As such it sets us apart from animals, who only do things because they have to. Advertising is a slightly debased form of art for this very same reason. It is art that has been set to work, to do the dirty job of selling things.
You can tell art from advertising because advertising usually has a single, relatively unambiguous message, one that can be summarised in two words: ‘buy this’. Wagner’s Ring Cycle means different things to different people, “Do the shake and vac” only ever means one thing. Even if you sing it in German.
The way that we come up with advertising – teams of two people headbutting one another until an idea comes out – is based on a kind of quantum of communication. That’s one of the ways you know it’s a good idea, if you can get it into the art director’s head, quickly, and without recourse to rolling up the scamp and stabbing it into his eye. But the secondary effect of this is that most advertising is based on a rearrangement of existing tropes, or clichés, if you like French-sounding words and given that you’re still reading, I suspect you do.
Usually when advertising people say something is a cliché they mean it’s won an award recently. In fact most creatives are terrified of not using a cliché. After all, if the symbols in your ad aren’t already understood, how can you be sure that they will be understood? How will the creative director know it’s a good idea? And how, in the name of screaming Christ, will the account man sell it to the client? Some of the most acclaimed advertising of the last couple of years has come out of just one mulleted head, working alone. And it shows.
A gorilla playing the drums did not mean ‘joy’ to more than one person before.
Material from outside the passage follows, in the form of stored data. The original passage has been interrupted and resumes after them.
//! Terminal setup and teardown utilities.
//!
//! This module provides functions for initializing and restoring the
//! terminal state, as well as installing a panic hook that ensures the
//! terminal is properly restored on panic.

use std::io::{self, Stdout};

use crossterm::{
    execute,
    terminal::{EnterAlternateScreen, LeaveAlternateScreen, disable_raw_mode, enable_raw_mode},
};
use ratatui::{Terminal, backend::CrosstermBackend};

/// The terminal type used by the application.
pub type AppTerminal = Terminal<CrosstermBackend<Stdout>>;

/// Error type for terminal operations.
#[derive(Debug, thiserror::Error)]
pub enum TerminalError {
    /// Failed to initialize the terminal.
    #[error("failed to setup terminal: {0}")]
    Setup(#[source] io::Error),

    /// Failed to restore the terminal.
    #[error("failed to restore terminal: {0}")]
    Restore(#[source] io::Error),
}

/// Sets up the terminal for TUI rendering.
///
/// Enables raw mode, enters the alternate screen buffer, and creates a
/// Ratatui terminal instance.
///
/// # Errors
///
/// Returns an error if any terminal operation fails.
///
/// # Examples
///
/// ```no_run
/// use storymap_tui::terminal;
///
/// let mut terminal = terminal::setup_terminal().expect("failed to setup terminal");
/// // Use terminal...
/// terminal::restore_terminal(&mut terminal).expect("failed to restore terminal");
/// ```
pub fn setup_terminal() -> Result<AppTerminal, TerminalError> {
    enable_raw_mode().map_err(TerminalError::Setup)?;
    let mut stdout = io::stdout();
    execute!(stdout, EnterAlternateScreen).map_err(TerminalError::Setup)?;
    let backend = CrosstermBackend::new(stdout);
    Terminal::new(backend).map_err(TerminalError::Setup)
}

/// Restores the terminal to its original state.
///
/// Disables raw mode, leaves the alternate screen buffer, and shows the
/// cursor.
///
/// # Errors
///
/// Returns an error if any terminal operation fails.
pub fn restore_terminal(terminal: &mut AppTerminal) -> Result<(), TerminalError> {
    disable_raw_mode().map_err(TerminalError::Restore)?;
    execute!(terminal.backend_mut(), LeaveAlternateScreen).map_err(TerminalError::Restore)?;
    terminal.show_cursor().map_err(TerminalError::Restore)?;
    Ok(())
}

/// Installs a panic hook that restores the terminal before panicking.
///
/// This ensures that if the application panics, the terminal is left in
/// a usable state (not in raw mode, main screen buffer). The original
/// hook still runs after terminal cleanup, so the panic message remains
/// readable.
///
/// Call this once at application startup, before setting up the
/// terminal.
///
/// # Examples
///
/// ```no_run
/// use storymap_tui::terminal;
///
/// fn main() {
///     terminal::install_panic_hook();
///
///     let mut terminal = terminal::setup_terminal()
///         .expect("failed to setup terminal");
///     // Application code...
/// }
/// ```
pub fn install_panic_hook() {
    let original_hook = std::panic::take_hook();
    std::panic::set_hook(Box::new(move |panic_info| {
        // Best-effort terminal restoration
        let _ = disable_raw_mode();
        let _ = execute!(io::stdout(), LeaveAlternateScreen);
        original_hook(panic_info);
    }));
}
It does now. It may not have been original, but it was not a cliché.
Advertising that takes a risk like this, creating a new symbol, might win you all the awards there are. It has the advantage of not looking like advertising and that’s good, everyone hates advertising. But by abandoning the clear message that is advertising’s defining feature you run an even greater risk: you might accidentally make art. Mother’s new Schweppes campaign [one shown below, illustrator: David Hopkins] flies rather too close to the sun in this regard. These ads are, in fact, a series of branded topical cartoons. You are invited to don your beret and ponder if a series of branded topical cartoons can in fact be an advert for tonic water.
I would suggest ‘non’. It might just be useless. Or it could be art. Quite bad art.